Esophagitis is a frequent, but at the molecular level poorly characterized condition with diverse underlying etiologies and treatments. Correct diagnosis can be challenging due to partially overlapping histological features. By proteomic profiling of routine diagnostic FFPE biopsy specimens (n = 55) representing controls, Reflux- (GERD), Eosinophilic-(EoE), Crohn's-(CD), Herpes simplex (HSV) and Candida (CA)-esophagitis by LC-MS/MS (DIA), we identified distinct signatures and functional networks (e.g. mitochondrial translation (EoE), immunoproteasome, complement and coagulations system (CD), ribosomal biogenesis (GERD)), and pathogen-specific proteins for HSV and CA. Moreover, combining these signatures with histological parameters in a machine learning model achieved high diagnostic accuracy (100% training set, 93.8% test set), and supported diagnostic decisions in borderline/challenging cases. Applied to a young patient representing a use case, the external GERD diagnosis could be revised to CD and ICAM1 was identified as highly abundant therapeutic target. This resulted in CyclosporinA as a personalized treatment recommendation by the local multidisciplinary molecular inflammation board. Our integrated AI-assisted morphoproteomic approach allows deeper insights in disease-specific molecular alterations and represents a promising tool in esophagitis-related precision medicine.
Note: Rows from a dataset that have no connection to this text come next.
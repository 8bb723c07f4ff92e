//! gh-token - install a GitHub token from KeePass into the macOS keychain
//!
//! Picks an entry with a Ratatui fuzzy picker and hands its password to the
//! `security` program.

mod app;
mod cli;
mod config;
mod handlers;
mod picker;
mod prompt;
mod report;
mod ui;

use anyhow::Result;
use cli::Mode;
use gh_token_core::{HttpProbe, Outcome, Request, SystemRunner, Workflow};
use tracing_subscriber::EnvFilter;

fn main() {
    // Write logs to stderr to not interfere with the picker or stdout messages
    let filter = EnvFilter::try_from_default_env().unwrap_or_else(|_| EnvFilter::new("warn"));
    tracing_subscriber::fmt()
        .with_env_filter(filter)
        .with_writer(std::io::stderr)
        .init();

    let code = match cli::resolve(std::env::args_os()) {
        Mode::Version => {
            print!("{}", cli::version());
            0
        }
        Mode::Usage => {
            print!("{}", cli::usage());
            1
        }
        Mode::Run(request) => match run(&request) {
            Ok(Ok(outcome)) => report::success(&outcome, &mut std::io::stdout()).unwrap_or(1),
            Ok(Err(e)) => report::failure(&e, &mut std::io::stdout()).unwrap_or_else(|_| e.exit_code()),
            Err(e) => {
                println!("Error: {e:#}");
                1
            }
        },
    };

    std::process::exit(code);
}

/// Outer error: startup problems before the workflow begins.
/// Inner error: a workflow failure with its own exit code.
fn run(request: &Request) -> Result<gh_token_core::Result<Outcome>> {
    let settings = config::Config::load()?.into_settings(config::key_file_from_env());
    tracing::debug!("Running {:?} with {:?}", request, settings);

    let probe = HttpProbe::new(settings.probe_timeout)?;
    let mut prompt = prompt::TerminalPrompt;
    let mut selector = picker::FuzzyPicker;
    let runner = SystemRunner;

    let mut workflow = Workflow::new(&settings, &probe, &mut prompt, &mut selector, &runner);
    Ok(workflow.run(request))
}
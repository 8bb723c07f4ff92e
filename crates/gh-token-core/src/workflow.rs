//! The add/rm pipeline: validate, pick a token, mutate the keychain.

use crate::catalog::Catalog;
use crate::database::{Credentials, KeepassDatabase};
use crate::error::{Error, Result};
use crate::keychain::{self, CommandRunner, KeychainCommand, Operation};
use crate::probe::AccountProbe;
use crate::settings::Settings;
use std::path::{Path, PathBuf};

/// Positional arguments of one invocation.
#[derive(Debug, Clone)]
pub struct Request {
    pub database: PathBuf,
    pub account: String,
    pub operation: String,
}

/// Asks the user for the master password without echoing it.
pub trait PasswordPrompt {
    fn prompt(&mut self, database: &Path, key_file: Option<&Path>) -> std::io::Result<String>;
}

/// Lets the user choose one of an ordered list of candidates.
///
/// `Ok(None)` means the user backed out.
pub trait Selector {
    fn select(&mut self, candidates: &[String]) -> anyhow::Result<Option<String>>;
}

/// A completed keychain change.
#[derive(Debug, Clone, Copy, PartialEq, Eq)]
pub struct Outcome {
    pub operation: Operation,
}

impl Outcome {
    pub fn verb(&self) -> &'static str {
        self.operation.verb()
    }
}

/// One run of the pipeline with its collaborators.
pub struct Workflow<'a> {
    settings: &'a Settings,
    probe: &'a dyn AccountProbe,
    prompt: &'a mut dyn PasswordPrompt,
    selector: &'a mut dyn Selector,
    runner: &'a dyn CommandRunner,
}

impl<'a> Workflow<'a> {
    pub fn new(
        settings: &'a Settings,
        probe: &'a dyn AccountProbe,
        prompt: &'a mut dyn PasswordPrompt,
        selector: &'a mut dyn Selector,
        runner: &'a dyn CommandRunner,
    ) -> Self {
        Self {
            settings,
            probe,
            prompt,
            selector,
            runner,
        }
    }

    pub fn run(&mut self, request: &Request) -> Result<Outcome> {
        let operation = self.validate(request)?;

        let command = match operation {
            Operation::Add => {
                let token = self.choose_token(&request.database)?;
                KeychainCommand::add(self.settings, &request.account, &token)
            }
            Operation::Remove => KeychainCommand::remove(self.settings, &request.account),
        };

        keychain::execute(self.runner, &command)?;
        tracing::info!("{} succeeded for {}", operation.verb(), request.account);
        Ok(Outcome { operation })
    }

    /// Checks run in order and stop at the first failure: database file,
    /// account profile, operation name.
    fn validate(&self, request: &Request) -> Result<Operation> {
        if !request.database.is_file() {
            return Err(Error::DatabaseNotFound(request.database.clone()));
        }

        let url = self.settings.profile_url(&request.account);
        self.probe
            .check(&url)
            .map_err(|e| Error::AccountNotFound {
                url,
                reason: format!("{e:#}"),
            })?;

        request.operation.parse()
    }

    fn choose_token(&mut self, database: &Path) -> Result<String> {
        let key_file = self.settings.key_file.as_deref();
        let password = self
            .prompt
            .prompt(database, key_file)
            .map_err(Error::Prompt)?;

        let credentials = Credentials::new(password, key_file.map(Path::to_path_buf));
        let db = KeepassDatabase::unlock(database, &credentials)?;

        let catalog = Catalog::from_entries(db.entries());
        let candidates = catalog.candidates();
        tracing::debug!("{} selectable entries", candidates.len());

        let title = match self.selector.select(&candidates) {
            Ok(Some(title)) if !title.is_empty() => title,
            Ok(_) => return Err(Error::Cancelled),
            Err(e) => return Err(Error::Selector(format!("{e:#}"))),
        };

        catalog
            .get(&title)
            .map(|entry| entry.password.clone())
            .ok_or(Error::MissingEntry(title))
    }
}
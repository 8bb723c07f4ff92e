//! Core models and workflow for gh-token.
//!
//! This crate opens a KeePass database, turns its entries into a selectable
//! catalog, and installs or removes the chosen token as a `github.com`
//! internet password in a macOS keychain file. The terminal frontend lives in
//! `gh-token-tui`.

pub mod catalog;
pub mod database;
pub mod error;
pub mod keychain;
pub mod models;
pub mod probe;
pub mod settings;
pub mod workflow;

pub use catalog::{display_title, Catalog};
pub use database::{Credentials, KeepassDatabase};
pub use error::{Error, Result};
pub use keychain::{CommandRunner, KeychainCommand, Operation, SystemRunner};
pub use models::Entry;
pub use probe::{AccountProbe, HttpProbe};
pub use settings::Settings;
pub use workflow::{Outcome, PasswordPrompt, Request, Selector, Workflow};
//! Configuration file handling.
//!
//! Reads from `~/.config/gh-token/gh-token.toml` when present. The file is
//! optional and never created; every field falls back to the built-in value.

use anyhow::{Context, Result};
use gh_token_core::settings::{self, Settings};
use serde::Deserialize;
use std::path::{Path, PathBuf};
use std::time::Duration;

/// Environment variable naming the key file used with the master password.
pub const KEY_FILE_VAR: &str = "KEY_FILE";

/// Application configuration.
#[derive(Debug, Clone, Deserialize)]
#[serde(deny_unknown_fields)]
pub struct Config {
    /// Service name of the internet password.
    #[serde(default = "default_service")]
    pub service: String,
    /// Keychain file the password is written to.
    #[serde(default = "default_keychain_file")]
    pub keychain_file: String,
    /// Protocol restriction used when adding.
    #[serde(default = "default_protocol")]
    pub protocol: String,
    /// Base URL of account profile pages.
    #[serde(default = "default_profile_url_base")]
    pub profile_url_base: String,
    /// Keychain control program.
    #[serde(default = "default_program")]
    pub program: String,
    /// Seconds to wait for the account profile page.
    #[serde(default = "default_probe_timeout_secs")]
    pub probe_timeout_secs: u64,
    /// Key file used when `KEY_FILE` is not set.
    #[serde(default)]
    pub key_file: Option<PathBuf>,
}

fn default_service() -> String {
    settings::DEFAULT_SERVICE.to_string()
}

fn default_keychain_file() -> String {
    settings::DEFAULT_KEYCHAIN_FILE.to_string()
}

fn default_protocol() -> String {
    settings::DEFAULT_PROTOCOL.to_string()
}

fn default_profile_url_base() -> String {
    settings::DEFAULT_PROFILE_URL_BASE.to_string()
}

fn default_program() -> String {
    settings::DEFAULT_PROGRAM.to_string()
}

fn default_probe_timeout_secs() -> u64 {
    settings::DEFAULT_PROBE_TIMEOUT.as_secs()
}

impl Default for Config {
    fn default() -> Self {
        Self {
            service: default_service(),
            keychain_file: default_keychain_file(),
            protocol: default_protocol(),
            profile_url_base: default_profile_url_base(),
            program: default_program(),
            probe_timeout_secs: default_probe_timeout_secs(),
            key_file: None,
        }
    }
}

impl Config {
    /// Load configuration from the default location, if the file exists.
    pub fn load() -> Result<Self> {
        match Self::config_path() {
            Some(path) if path.exists() => Self::load_from(&path),
            _ => Ok(Self::default()),
        }
    }

    /// Load configuration from `path`.
    pub fn load_from(path: &Path) -> Result<Self> {
        let contents = std::fs::read_to_string(path)
            .with_context(|| format!("Failed to read config file: {}", path.display()))?;

        let config: Config = toml::from_str(&contents)
            .with_context(|| format!("Failed to parse config file: {}", path.display()))?;

        tracing::debug!("Loaded config from {}: {:?}", path.display(), config);
        Ok(config)
    }

    /// Resolve runtime settings; `key_file` overrides the configured one.
    pub fn into_settings(self, key_file: Option<PathBuf>) -> Settings {
        Settings {
            service: self.service,
            keychain_file: self.keychain_file,
            protocol: self.protocol,
            profile_url_base: self.profile_url_base,
            program: self.program,
            probe_timeout: Duration::from_secs(self.probe_timeout_secs),
            key_file: key_file.or(self.key_file),
        }
    }

    /// Get the path to the config file.
    fn config_path() -> Option<PathBuf> {
        dirs::config_dir().map(|dir| dir.join("gh-token").join("gh-token.toml"))
    }
}

/// Key file named by `KEY_FILE`; unset or empty means none.
pub fn key_file_from_env() -> Option<PathBuf> {
    std::env::var_os(KEY_FILE_VAR)
        .filter(|value| !value.is_empty())
        .map(PathBuf::from)
}
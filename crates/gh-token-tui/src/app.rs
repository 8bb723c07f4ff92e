//! Picker state management.

use fuzzy_matcher::skim::SkimMatcherV2;
use fuzzy_matcher::FuzzyMatcher;

/// Picker state.
#[derive(Debug, Clone, PartialEq)]
pub enum AppState {
    /// Waiting for the user.
    Picking,
    /// The user picked this candidate.
    Selected(String),
    /// The user backed out.
    Cancelled,
}

/// A candidate that matches the current query.
#[derive(Debug, Clone)]
pub struct Match {
    /// Index into `App::candidates`.
    pub index: usize,
    /// Match score for sorting.
    pub score: i64,
    /// Matched character positions, for highlighting.
    pub positions: Vec<usize>,
}

/// Main picker model.
pub struct App {
    /// Current state.
    pub state: AppState,
    /// Candidates in the order they were handed in.
    pub candidates: Vec<String>,
    /// Query typed so far.
    pub query: String,
    /// Candidates matching the query, best first.
    pub matches: Vec<Match>,
    /// Index of the highlighted row in `matches`.
    pub selected_index: usize,
    matcher: SkimMatcherV2,
}

impl App {
    /// Create a picker over `candidates`, initially showing all of them.
    pub fn new(candidates: Vec<String>) -> Self {
        let mut app = Self {
            state: AppState::Picking,
            candidates,
            query: String::new(),
            matches: Vec::new(),
            selected_index: 0,
            matcher: SkimMatcherV2::default(),
        };
        app.refresh_matches();
        app
    }

    /// Recompute matches for the current query.
    ///
    /// An empty query keeps the given order. Otherwise matches are
    /// sorted by score, ties keeping the given order.
    pub fn refresh_matches(&mut self) {
        self.selected_index = 0;

        if self.query.is_empty() {
            self.matches = (0..self.candidates.len())
                .map(|index| Match {
                    index,
                    score: 0,
                    positions: Vec::new(),
                })
                .collect();
            return;
        }

        let mut scored: Vec<_> = self
            .candidates
            .iter()
            .enumerate()
            .filter_map(|(index, candidate)| {
                self.matcher
                    .fuzzy_indices(candidate, &self.query)
                    .map(|(score, positions)| Match {
                        index,
                        score,
                        positions,
                    })
            })
            .collect();

        scored.sort_by(|a, b| b.score.cmp(&a.score));
        self.matches = scored;
    }

    pub fn push_char(&mut self, c: char) {
        self.query.push(c);
        self.refresh_matches();
    }

    pub fn pop_char(&mut self) {
        if self.query.pop().is_some() {
            self.refresh_matches();
        }
    }

    /// Move the highlight up.
    pub fn move_up(&mut self) {
        if self.selected_index > 0 {
            self.selected_index -= 1;
        }
    }

    /// Move the highlight down.
    pub fn move_down(&mut self) {
        if self.selected_index + 1 < self.matches.len() {
            self.selected_index += 1;
        }
    }

    /// The highlighted candidate, if anything matches.
    pub fn current(&self) -> Option<&str> {
        self.matches
            .get(self.selected_index)
            .map(|m| self.candidates[m.index].as_str())
    }

    /// Pick the highlighted candidate; with nothing highlighted this cancels.
    pub fn confirm(&mut self) {
        self.state = match self.current() {
            Some(candidate) => AppState::Selected(candidate.to_string()),
            None => AppState::Cancelled,
        };
    }

    pub fn cancel(&mut self) {
        self.state = AppState::Cancelled;
    }

    pub fn is_done(&self) -> bool {
        !matches!(self.state, AppState::Picking)
    }

    /// Final answer once the picker is done.
    pub fn into_selection(self) -> Option<String> {
        match self.state {
            AppState::Selected(choice) => Some(choice),
            AppState::Picking | AppState::Cancelled => None,
        }
    }
}
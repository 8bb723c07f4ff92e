//! UI rendering with Ratatui.

use crate::app::App;
use ratatui::{
    layout::{Constraint, Direction, Layout},
    style::{Color, Modifier, Style},
    text::{Line, Span},
    widgets::{Block, Borders, List, ListItem, ListState, Paragraph},
    Frame,
};

/// Main render function: query line on top, matches below.
pub fn render(frame: &mut Frame, app: &App) {
    let area = frame.area();

    let chunks = Layout::default()
        .direction(Direction::Vertical)
        .constraints([Constraint::Length(3), Constraint::Min(1)])
        .split(area);

    let prompt = Paragraph::new(Line::from(vec![
        Span::styled("▸ ", Style::default().fg(Color::Cyan)),
        Span::raw(app.query.as_str()),
        Span::styled("_", Style::default().fg(Color::DarkGray)),
    ]))
    .block(
        Block::default()
            .title(format!(" Select token ({}/{}) ", app.matches.len(), app.candidates.len()))
            .borders(Borders::ALL)
            .border_style(Style::default().fg(Color::Cyan)),
    );
    frame.render_widget(prompt, chunks[0]);

    let items: Vec<ListItem> = app
        .matches
        .iter()
        .map(|m| ListItem::new(highlighted(&app.candidates[m.index], &m.positions)))
        .collect();

    let list = List::new(items)
        .block(
            Block::default()
                .title(" Enter: select · Esc: cancel ")
                .borders(Borders::ALL)
                .border_style(Style::default().fg(Color::DarkGray)),
        )
        .highlight_style(
            Style::default()
                .bg(Color::DarkGray)
                .add_modifier(Modifier::BOLD),
        )
        .highlight_symbol("> ");

    let mut state = ListState::default();
    if !app.matches.is_empty() {
        state.select(Some(app.selected_index));
    }
    frame.render_stateful_widget(list, chunks[1], &mut state);
}

/// Render `text` with the matched character positions emphasized.
fn highlighted<'a>(text: &'a str, positions: &[usize]) -> Line<'a> {
    if positions.is_empty() {
        return Line::raw(text);
    }

    let matched = Style::default().fg(Color::Yellow).add_modifier(Modifier::BOLD);
    let spans: Vec<Span> = text
        .chars()
        .enumerate()
        .map(|(i, c)| {
            if positions.contains(&i) {
                Span::styled(c.to_string(), matched)
            } else {
                Span::raw(c.to_string())
            }
        })
        .collect();
    Line::from(spans)
}
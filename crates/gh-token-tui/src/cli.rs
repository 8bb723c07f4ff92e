//! Argument and mode resolution.

use clap::Parser;
use gh_token_core::Request;
use std::ffi::OsString;
use std::path::PathBuf;

pub const PGM_NAME: &str = "gh-token";
pub const PGM_VERSION: &str = env!("CARGO_PKG_VERSION");
pub const PGM_URL: &str = env!("CARGO_PKG_HOMEPAGE");

/// Install or remove a GitHub token from a KeePass database in the macOS keychain
#[derive(Parser, Debug)]
#[command(name = "gh-token", disable_help_flag = true, disable_version_flag = true)]
struct Args {
    /// Path to the KeePass database file
    database: PathBuf,

    /// GitHub username
    account: String,

    /// Keychain operation: add or rm
    operation: String,
}

/// What the invocation asks for.
#[derive(Debug)]
pub enum Mode {
    Version,
    Usage,
    Run(Request),
}

/// Resolve the raw argument list, program name first.
///
/// Positionals are bound by count alone: `-v` (or `--version`) on its own
/// prints the version, exactly three arguments run, anything else is usage.
pub fn resolve<I, T>(args: I) -> Mode
where
    I: IntoIterator<Item = T>,
    T: Into<OsString>,
{
    let mut args = args.into_iter().map(Into::into);
    let program = args.next().unwrap_or_else(|| OsString::from(PGM_NAME));
    let rest: Vec<OsString> = args.collect();

    match rest.as_slice() {
        [flag] if flag == "-v" || flag == "--version" => return Mode::Version,
        [_, _, _] => {}
        _ => return Mode::Usage,
    }

    // Everything after `--` is a value, so dash-prefixed arguments bind verbatim.
    let argv = [program, OsString::from("--")].into_iter().chain(rest);
    match Args::try_parse_from(argv) {
        Ok(args) => Mode::Run(Request {
            database: args.database,
            account: args.account,
            operation: args.operation,
        }),
        Err(e) => {
            tracing::debug!("Argument parsing failed: {:?}", e.kind());
            Mode::Usage
        }
    }
}

pub fn version() -> String {
    format!("{PGM_NAME} v{PGM_VERSION}\n{PGM_URL}\n")
}

pub fn usage() -> String {
    let usage_msg = format!("{PGM_NAME} <KeePass file> <GitHub username> [add|rm]");
    format!(
        "\nUsage:\n{usage_msg}\n\nIf you want to use a key file, then use:\nKEY_FILE=My-KeePass-KeyFile {usage_msg}\n\n"
    )
}
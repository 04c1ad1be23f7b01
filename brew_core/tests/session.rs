//! Brew lifecycle driven tick by tick on a manual clock.

use std::sync::Arc;
use std::time::Duration;

use brew_core::mocks::{ScaleScriptHandle, ScriptedScale};
use brew_core::{BrewConfig, BrewError, BrewState, Scheduling, SessionManager, Tick};
use brew_hardware::{InMemoryFlowStore, SimulatedValve, ValveHandle};
use brew_traits::ManualClock;

struct Rig {
    mgr: SessionManager,
    scale: ScaleScriptHandle,
    valve: ValveHandle,
    clock: ManualClock,
}

fn rig(initial_position: u8) -> Rig {
    let clock = ManualClock::new();
    let scale = ScriptedScale::new();
    let scale_handle = scale.handle();
    let valve = SimulatedValve::new(initial_position);
    let valve_handle = valve.handle();
    let mgr = SessionManager::builder()
        .with_scale(scale)
        .with_valve(valve)
        .with_store(InMemoryFlowStore::default())
        .with_clock(Arc::new(clock.clone()))
        .with_scheduling(Scheduling::External)
        .build()
        .unwrap();
    Rig {
        mgr,
        scale: scale_handle,
        valve: valve_handle,
        clock,
    }
}

fn brew_error(r: brew_core::Result<impl std::fmt::Debug>) -> BrewError {
    r.unwrap_err()
        .downcast_ref::<BrewError>()
        .cloned()
        .expect("BrewError")
}

/// Advance half a second and take one sample.
fn sample(r: &Rig) -> Tick {
    r.clock.advance(Duration::from_millis(500));
    r.mgr.sample_tick()
}

#[test]
fn completes_at_target_and_never_steps_afterwards() {
    let r = rig(0);
    // 0.02 g per 500 ms sample: 0.04 g/s, below the 0.05 target band.
    let weights: Vec<f64> = (0..400).map(|i| 1330.0 + 0.02 * f64::from(i)).collect();
    let crossing = *weights.iter().find(|&&w| w >= 1337.0).unwrap();
    r.scale.push_weights(weights);

    let cfg = BrewConfig {
        return_to_start_on_kill: false,
        ..BrewConfig::default()
    };
    assert_eq!(cfg.target_weight, 1337.0);
    let id = r.mgr.start(cfg).unwrap();

    let mut ticks = 0;
    while r.mgr.state() == BrewState::Brewing && ticks < 1000 {
        if ticks % 120 == 0 {
            assert_eq!(r.mgr.control_tick(), Tick::Continue(Duration::from_secs(60)));
        }
        sample(&r);
        ticks += 1;
    }

    let snap = r.mgr.snapshot().unwrap();
    assert_eq!(snap.id, id);
    assert_eq!(snap.state, BrewState::Completed);
    assert_eq!(snap.current_weight, Some(crossing));
    let done = snap.time_completed.unwrap();
    assert!(done >= snap.time_started);
    assert!(snap.valve_steps > 0);
    assert!(r.valve.is_released());

    let steps_at_completion = r.valve.steps_taken();
    for _ in 0..5 {
        assert_eq!(r.mgr.control_tick(), Tick::Stop);
        assert_eq!(sample(&r), Tick::Stop);
    }
    assert_eq!(r.valve.steps_taken(), steps_at_completion);
    assert_eq!(r.mgr.snapshot().unwrap().time_completed, Some(done));

    // A completed brew gives the valve back; the next brew can start.
    r.mgr.start(BrewConfig::default()).unwrap();
}

#[test]
fn pause_and_resume_are_idempotent_and_change_nothing_else() {
    let r = rig(0);
    r.scale.push_weight(200.0);
    r.mgr.start(BrewConfig::default()).unwrap();
    sample(&r);
    let before = r.mgr.snapshot().unwrap();

    r.mgr.pause().unwrap();
    r.mgr.pause().unwrap();
    assert_eq!(r.mgr.state(), BrewState::Paused);
    r.mgr.resume().unwrap();
    r.mgr.resume().unwrap();

    assert_eq!(r.mgr.snapshot().unwrap(), before);
}

#[test]
fn paused_control_ticks_leave_the_valve_alone() {
    let r = rig(0);
    r.scale
        .push_weights((0..400).map(|i| 100.0 + 0.005 * f64::from(i)));
    r.mgr.start(BrewConfig::default()).unwrap();
    for _ in 0..120 {
        sample(&r);
    }
    r.mgr.pause().unwrap();
    for _ in 0..3 {
        assert!(matches!(r.mgr.control_tick(), Tick::Continue(_)));
    }
    assert_eq!(r.valve.steps_taken(), 0);
    assert!(r.mgr.snapshot().unwrap().current_flow_rate.is_some());

    r.mgr.resume().unwrap();
    r.mgr.control_tick();
    assert_eq!(r.valve.steps_taken(), 1);
    assert_eq!(r.mgr.snapshot().unwrap().valve_position, 1);
}

#[test]
fn second_start_conflicts_with_the_live_brew() {
    let r = rig(0);
    let id = r.mgr.start(BrewConfig::default()).unwrap();
    assert_eq!(
        brew_error(r.mgr.start(BrewConfig::default())),
        BrewError::Conflict(id)
    );
    r.mgr.pause().unwrap();
    assert_eq!(
        brew_error(r.mgr.start(BrewConfig::default())),
        BrewError::Conflict(id)
    );
}

#[test]
fn invalid_config_is_rejected_before_anything_starts() {
    let r = rig(0);
    let cfg = BrewConfig {
        target_flow_rate: 0.5,
        ..BrewConfig::default()
    };
    assert!(matches!(
        brew_error(r.mgr.start(cfg)),
        BrewError::Config(m) if m.contains("target_flow_rate")
    ));
    assert_eq!(r.mgr.state(), BrewState::Idle);
    assert!(r.mgr.snapshot().is_none());
}

#[test]
fn nudges_only_while_brewing() {
    let r = rig(199);
    assert_eq!(brew_error(r.mgr.nudge_open()), BrewError::NoSession);

    r.mgr.start(BrewConfig::default()).unwrap();
    r.mgr.nudge_open().unwrap();
    assert_eq!(r.valve.position(), 0);
    assert_eq!(r.mgr.snapshot().unwrap().valve_position, 0);
    r.mgr.nudge_close().unwrap();
    assert_eq!(r.mgr.snapshot().unwrap().valve_position, 199);

    r.mgr.pause().unwrap();
    assert_eq!(
        brew_error(r.mgr.nudge_open()),
        BrewError::InvalidState {
            op: "nudge",
            state: BrewState::Paused
        }
    );
    assert_eq!(r.valve.steps_taken(), 2);
}

#[test]
fn kill_returns_the_valve_and_goes_idle() {
    let r = rig(10);
    r.mgr.start(BrewConfig::default()).unwrap();
    for _ in 0..3 {
        r.mgr.nudge_open().unwrap();
    }
    assert_eq!(r.valve.position(), 13);

    r.mgr.kill();
    assert_eq!(r.valve.position(), 10);
    assert!(r.valve.is_released());
    assert_eq!(r.mgr.state(), BrewState::Idle);
    assert!(r.mgr.snapshot().is_none());
    assert_eq!(r.mgr.sample_tick(), Tick::Stop);
    assert_eq!(r.mgr.control_tick(), Tick::Stop);

    // Idempotent.
    r.mgr.kill();
    assert_eq!(r.mgr.state(), BrewState::Idle);
}

#[test]
fn kill_without_return_leaves_the_valve_where_it_is() {
    let r = rig(10);
    r.mgr
        .start(BrewConfig {
            return_to_start_on_kill: false,
            ..BrewConfig::default()
        })
        .unwrap();
    r.mgr.nudge_close().unwrap();
    r.mgr.kill();
    assert_eq!(r.valve.position(), 9);
    assert!(r.valve.is_released());
}

#[test]
fn snapshot_serializes_for_polling() {
    let r = rig(0);
    r.scale.push_weight(321.5);
    r.scale.set_battery(Some(80));
    let id = r.mgr.start(BrewConfig::default()).unwrap();
    sample(&r);

    let v = serde_json::to_value(r.mgr.snapshot().unwrap()).unwrap();
    assert_eq!(v["id"], id.to_string());
    assert_eq!(v["state"], "brewing");
    assert_eq!(v["strategy"], "default");
    assert_eq!(v["current_weight"], 321.5);
    assert_eq!(v["battery_pct"], 80);
    assert!(v["current_flow_rate"].is_null());
    assert!(v["error"].is_null());
}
食管炎是一种常见疾病,但在分子水平上其特征尚不明确,病因和治疗方法多样。由于组织学特征部分重叠,正确诊断具有挑战性。通过对代表对照、反流性(GERD)、嗜酸性(EoE)、克罗恩病(CD)、单纯疱疹(HSV)和念珠菌(CA)性食管炎的常规诊断FFPE活检标本(n = 55)进行液相色谱-串联质谱(DIA)蛋白质组分析,我们确定了不同的特征和功能网络(如线粒体翻译(EoE)、免疫蛋白酶体、补体和凝血系统(CD)、核糖体生物合成(GERD)),以及HSV和CA的病原体特异性蛋白质。此外,在机器学习模型中将这些特征与组织学参数相结合,实现了较高的诊断准确性(训练集为100%,测试集为93.8%),并为临界/具有挑战性的病例的诊断决策提供了支持。将其应用于一名代表用例的年轻患者,GERD的外部诊断可修订为CD,并且ICAM1被确定为高度丰富的治疗靶点。这导致环孢素A成为当地多学科分子炎症委员会的个性化治疗建议。我们整合的人工智能辅助形态蛋白质组学方法能够更深入地了解疾病特异性分子改变,是食管炎相关精准医学中一种很有前景的工具。